UPDATE: Uri Gobey points out that this more casual clip was recorded only a week before Eyal’s abduction and shows the 19 year-old’s playful side:
Eyal Yifrach, 19, is one of three boys kidnapped by Hamas terrorists Thursday. The other two captives are Gilad Shaer and Naftali Frenkel, both 16. Mass prayer rallies have been held at the Western Wall and at venues around the world, in fact anywhere there are Jews, with thousands pleading to the heavens for the release of “our boys.”

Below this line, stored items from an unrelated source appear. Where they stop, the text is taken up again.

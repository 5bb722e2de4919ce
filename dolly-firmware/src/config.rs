//! Compile-time configuration
//!
//! `build.rs` validates `slider.toml` and emits its values as constants;
//! this module assembles them into a [`SliderConfig`].

use defmt::*;
use dolly_core::config::{DebounceConfig, DigitCounts, ShutterConfig, SliderConfig};
use dolly_core::input::ButtonLadder;

mod generated {
    include!(concat!(env!("OUT_DIR"), "/slider_config.rs"));
}

use generated::*;

/// Configuration built from slider.toml
pub const SLIDER_CONFIG: SliderConfig = SliderConfig {
    steps_per_mm: MOTION_STEPS_PER_MM,
    max_travel_mm: MOTION_MAX_TRAVEL_MM,
    display_cols: DISPLAY_COLS,
    display_rows: DISPLAY_ROWS,
    min_pulse_period_us: MOTION_MIN_PULSE_PERIOD_US,
    poll_interval_us: MOTION_POLL_INTERVAL_US,
    step_pulse_us: MOTION_STEP_PULSE_US,
    shutter: ShutterConfig {
        settle_ms: SHUTTER_SETTLE_MS,
        pulse_ms: SHUTTER_PULSE_MS,
        open_ms: SHUTTER_OPEN_MS,
    },
    debounce: DebounceConfig {
        settle_ms: KEYPAD_SETTLE_MS,
        poll_ms: KEYPAD_POLL_MS,
    },
    ladder: ButtonLadder::new(KEYPAD_THRESHOLDS),
    digits: DigitCounts {
        distance: DIGITS_DISTANCE,
        duration: DIGITS_DURATION,
        steps: DIGITS_STEPS,
    },
};

/// Configuration to run with
///
/// The build already rejects bad files; a value that still fails the
/// runtime check falls back to the defaults.
pub fn slider_config() -> SliderConfig {
    match SLIDER_CONFIG.validate() {
        Ok(()) => SLIDER_CONFIG,
        Err(e) => {
            warn!("slider.toml rejected ({:?}), using defaults", e);
            SliderConfig::default()
        }
    }
}
//! Board wiring
//!
//! Raspberry Pi Pico driving a STEP/DIR stepper driver, an optocoupled
//! camera remote and a 16x2 LCD keypad shield:
//!
//! | Signal        | GPIO       |
//! |---------------|------------|
//! | STEP          | GP2        |
//! | DIR           | GP3        |
//! | Shutter       | GP4        |
//! | LCD RS / EN   | GP8 / GP9  |
//! | LCD D4..D7    | GP10..GP13 |
//! | Keypad ladder | GP26 (ADC0)|

use defmt::*;
use dolly_hal::OutputPin;
use dolly_hal_rp2040::GpioOutput;

/// Camera shutter line that logs every trigger
pub struct ShutterLine {
    pin: GpioOutput<'static>,
    shots: u32,
}

impl ShutterLine {
    /// Wrap the shutter output
    pub fn new(pin: GpioOutput<'static>) -> Self {
        Self { pin, shots: 0 }
    }
}

impl OutputPin for ShutterLine {
    fn set_high(&mut self) {
        if self.pin.is_set_low() {
            self.shots += 1;
            debug!("Shutter trigger #{}", self.shots);
        }
        self.pin.set_high();
    }

    fn set_low(&mut self) {
        self.pin.set_low();
    }

    fn is_set_high(&self) -> bool {
        self.pin.is_set_high()
    }
}
//! Configuration types
//!
//! Every tunable is a compile-time value. The firmware builds a
//! [`SliderConfig`] from constants generated out of `slider.toml`; host
//! tests use [`SliderConfig::default`].

pub mod types;

pub use types::*;
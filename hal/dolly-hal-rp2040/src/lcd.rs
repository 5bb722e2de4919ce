//! HD44780 character LCD driver
//!
//! Write-only 4-bit parallel interface (RW tied low), as on the common
//! 16x2 LCD keypad shields. Timing comes from busy-waits since the bus
//! has no busy flag without RW.

use dolly_hal::CharDisplay;
use embassy_rp::gpio::{Level, Output};
use embassy_time::{block_for, Duration};

/// HD44780 commands
#[allow(dead_code)]
mod cmd {
    pub const CLEAR: u8 = 0x01;
    pub const HOME: u8 = 0x02;
    pub const ENTRY_MODE: u8 = 0x04;
    pub const DISPLAY_CONTROL: u8 = 0x08;
    pub const FUNCTION_SET: u8 = 0x20;
    pub const SET_DDRAM_ADDR: u8 = 0x80;

    // Entry mode flags
    pub const ENTRY_INCREMENT: u8 = 0x02;

    // Display control flags
    pub const DISPLAY_ON: u8 = 0x04;
    pub const CURSOR_ON: u8 = 0x02;
    pub const BLINK_ON: u8 = 0x01;

    // Function set flags
    pub const TWO_LINES: u8 = 0x08;
}

/// DDRAM start address of each row
const ROW_OFFSETS: [u8; 4] = [0x00, 0x40, 0x14, 0x54];

/// Execution time of ordinary commands and data writes
const EXEC_US: u64 = 50;

/// Execution time of clear and home
const SLOW_EXEC_US: u64 = 2000;

/// HD44780 on a 4-bit bus
pub struct Hd44780<'d> {
    rs: Output<'d>,
    en: Output<'d>,
    /// D4..D7
    data: [Output<'d>; 4],
    rows: u8,
    control: u8,
}

impl<'d> Hd44780<'d> {
    /// Create and initialize the display
    ///
    /// Blocks for roughly 50 ms while the controller powers up.
    pub fn new(rs: Output<'d>, en: Output<'d>, data: [Output<'d>; 4], rows: u8) -> Self {
        let mut lcd = Self {
            rs,
            en,
            data,
            rows: rows.clamp(1, ROW_OFFSETS.len() as u8),
            control: cmd::DISPLAY_CONTROL | cmd::DISPLAY_ON,
        };
        lcd.init();
        lcd
    }

    fn init(&mut self) {
        block_for(Duration::from_millis(50));
        self.rs.set_low();
        self.en.set_low();

        // Reset into 8-bit mode three times, then switch to 4-bit
        self.write_nibble(0x03);
        block_for(Duration::from_micros(4500));
        self.write_nibble(0x03);
        block_for(Duration::from_micros(150));
        self.write_nibble(0x03);
        block_for(Duration::from_micros(150));
        self.write_nibble(0x02);
        block_for(Duration::from_micros(EXEC_US));

        let lines = if self.rows > 1 { cmd::TWO_LINES } else { 0 };
        self.command(cmd::FUNCTION_SET | lines);
        self.command(cmd::DISPLAY_CONTROL);
        self.command(cmd::CLEAR);
        block_for(Duration::from_micros(SLOW_EXEC_US));
        self.command(cmd::ENTRY_MODE | cmd::ENTRY_INCREMENT);
        self.command(self.control);
    }

    fn command(&mut self, value: u8) {
        self.rs.set_low();
        self.write_byte(value);
    }

    fn write_data(&mut self, value: u8) {
        self.rs.set_high();
        self.write_byte(value);
    }

    fn write_byte(&mut self, value: u8) {
        self.write_nibble(value >> 4);
        self.write_nibble(value & 0x0F);
        block_for(Duration::from_micros(EXEC_US));
    }

    fn write_nibble(&mut self, nibble: u8) {
        for (bit, pin) in self.data.iter_mut().enumerate() {
            pin.set_level(Level::from(nibble & (1 << bit) != 0));
        }
        // Enable pulse must be at least 450 ns wide
        self.en.set_high();
        block_for(Duration::from_micros(1));
        self.en.set_low();
        block_for(Duration::from_micros(1));
    }
}

impl CharDisplay for Hd44780<'_> {
    fn clear(&mut self) {
        self.command(cmd::CLEAR);
        block_for(Duration::from_micros(SLOW_EXEC_US));
    }

    fn set_cursor(&mut self, col: u8, row: u8) {
        let row = row.min(self.rows - 1) as usize;
        let addr = ROW_OFFSETS[row].wrapping_add(col) & 0x7F;
        self.command(cmd::SET_DDRAM_ADDR | addr);
    }

    fn print(&mut self, text: &str) {
        for byte in text.bytes() {
            // Outside printable ASCII the ROM glyphs differ per variant
            let byte = if byte.is_ascii_graphic() || byte == b' ' {
                byte
            } else {
                b'?'
            };
            self.write_data(byte);
        }
    }

    fn blink_on(&mut self) {
        self.control |= cmd::BLINK_ON;
        self.command(self.control);
    }

    fn blink_off(&mut self) {
        self.control &= !(cmd::BLINK_ON | cmd::CURSOR_ON);
        self.command(self.control);
    }
}
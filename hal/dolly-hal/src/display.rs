//! Character display abstraction
//!
//! Two-line character LCD addressed by (column, row). Writes are treated
//! as infallible; a glitched character is repainted on the next refresh.

/// Character display
pub trait CharDisplay {
    /// Clear the display and home the cursor
    fn clear(&mut self);

    /// Move the cursor to `col`, `row` (both 0-based)
    fn set_cursor(&mut self, col: u8, row: u8);

    /// Print ASCII text at the cursor, advancing it
    fn print(&mut self, text: &str);

    /// Show a blinking block at the cursor position
    fn blink_on(&mut self);

    /// Hide the blinking block
    fn blink_off(&mut self);
}
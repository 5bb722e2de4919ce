//! Keypad: analog channel + ladder + debouncer

use dolly_hal::AnalogInput;
use embedded_hal_async::delay::DelayNs;

use super::{ButtonId, ButtonLadder, Debouncer};
use crate::config::DebounceConfig;

/// Button pad on one analog channel
pub struct Keypad<A> {
    input: A,
    ladder: ButtonLadder,
    debouncer: Debouncer,
    poll_ms: u32,
    /// Time accumulated from our own poll delays
    elapsed_ms: u32,
}

impl<A: AnalogInput> Keypad<A> {
    /// Create a keypad
    pub fn new(input: A, ladder: ButtonLadder, debounce: DebounceConfig) -> Self {
        Self {
            input,
            ladder,
            debouncer: Debouncer::new(debounce.settle_ms),
            poll_ms: debounce.poll_ms.max(1),
            elapsed_ms: 0,
        }
    }

    /// Raw, undebounced key reading
    pub fn poll_button(&mut self) -> ButtonId {
        match self.input.read() {
            Some(raw) => self.ladder.classify(raw),
            None => ButtonId::None,
        }
    }

    /// True if `button` is down right now
    pub fn is_held(&mut self, button: ButtonId) -> bool {
        self.poll_button() == button
    }

    /// Wait for a debounced click and return its key
    pub async fn await_key_click<D: DelayNs>(&mut self, delay: &mut D) -> ButtonId {
        self.debouncer.reset();
        loop {
            let raw = self.poll_button();
            if let Some(button) = self.debouncer.update(raw, self.elapsed_ms) {
                return button;
            }
            self.sleep(delay).await;
        }
    }

    /// Wait until no key is down
    pub async fn await_release<D: DelayNs>(&mut self, delay: &mut D) {
        while self.poll_button().is_pressed() {
            self.sleep(delay).await;
        }
        self.debouncer.reset();
    }

    /// Underlying analog input
    pub fn input(&self) -> &A {
        &self.input
    }

    async fn sleep<D: DelayNs>(&mut self, delay: &mut D) {
        delay.delay_ms(self.poll_ms).await;
        self.elapsed_ms = self.elapsed_ms.wrapping_add(self.poll_ms);
    }
}
//! Button ladder ADC input
//!
//! The ladder sits on one of the four external channels (GPIO26..=29);
//! the board passes the already-bound `Channel`.

use dolly_hal::AnalogInput;
use embassy_rp::adc::{Adc, Blocking, Channel};

/// One ADC channel sampled in blocking mode
///
/// A conversion takes about 2 µs, short enough to call from the
/// supervisory loop without yielding.
pub struct LadderAdc<'d> {
    adc: Adc<'d, Blocking>,
    channel: Channel<'d>,
}

impl<'d> LadderAdc<'d> {
    /// Create a ladder input on `channel`
    pub fn new(adc: Adc<'d, Blocking>, channel: Channel<'d>) -> Self {
        Self { adc, channel }
    }
}

impl AnalogInput for LadderAdc<'_> {
    fn read(&mut self) -> Option<u16> {
        self.adc.blocking_read(&mut self.channel).ok()
    }
}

It is customary to venture something personal about those in need of Heaven’s assistance, so as to invest our prayers with greater feeling and meaning. This video clip served just that purpose as it made the rounds late last night moving many of us to prayerful tears for the release of our boys.
The lyrics are from the Song of Songs:
>On my bed at night, I sought him whom my soul loves; I sought him but I did not find him. I will arise now and go about the city, in the market places and in the city squares. I will seek him whom my soul loves (Song of Songs 3:1-2)
My dove, in the clefts of the rock, in the coverture of the steps, show me your appearance, let me hear your voice, for your voice is pleasant and your appearance is comely (Song of Songs 2:14)
Behold, you are comely, my beloved; behold, you are comely; your eyes are like doves (Song of Songs 1:15)
The sound of my beloved… over the mountains (Song of Songs 2:8)
Place me like a seal on your heart, liked a seal on your arm… love (Song of Songs 8:6)
Music is something like the airing of the soul, or it can be that, when the performance is entrusted to one with talent. When I listened to this clip, I could not help but feel a special connection to the beautiful soul of this 19 year-old boy that is Eyal Yifrah. In the book, Duties of the Heart, it is said, “What comes from the heart, enters the heart.”
Certainly that is the case with Eyal’s song with its lyrics culled from the Song of Songs, an allegorical poem of love between the Jewish people and their One True God.
I pray it is no coincidence, but rather a harbinger of good that Eyal’s surname translates to, “He will bloom.” I hope his surname serves as a prophetic truth. I really do.
I pray for Eyal’s safe return and for the return of all three boys, good Jewish souls that will surely go on to do good things for their nation! I pray that Eyal will lead our people in song for many years to come!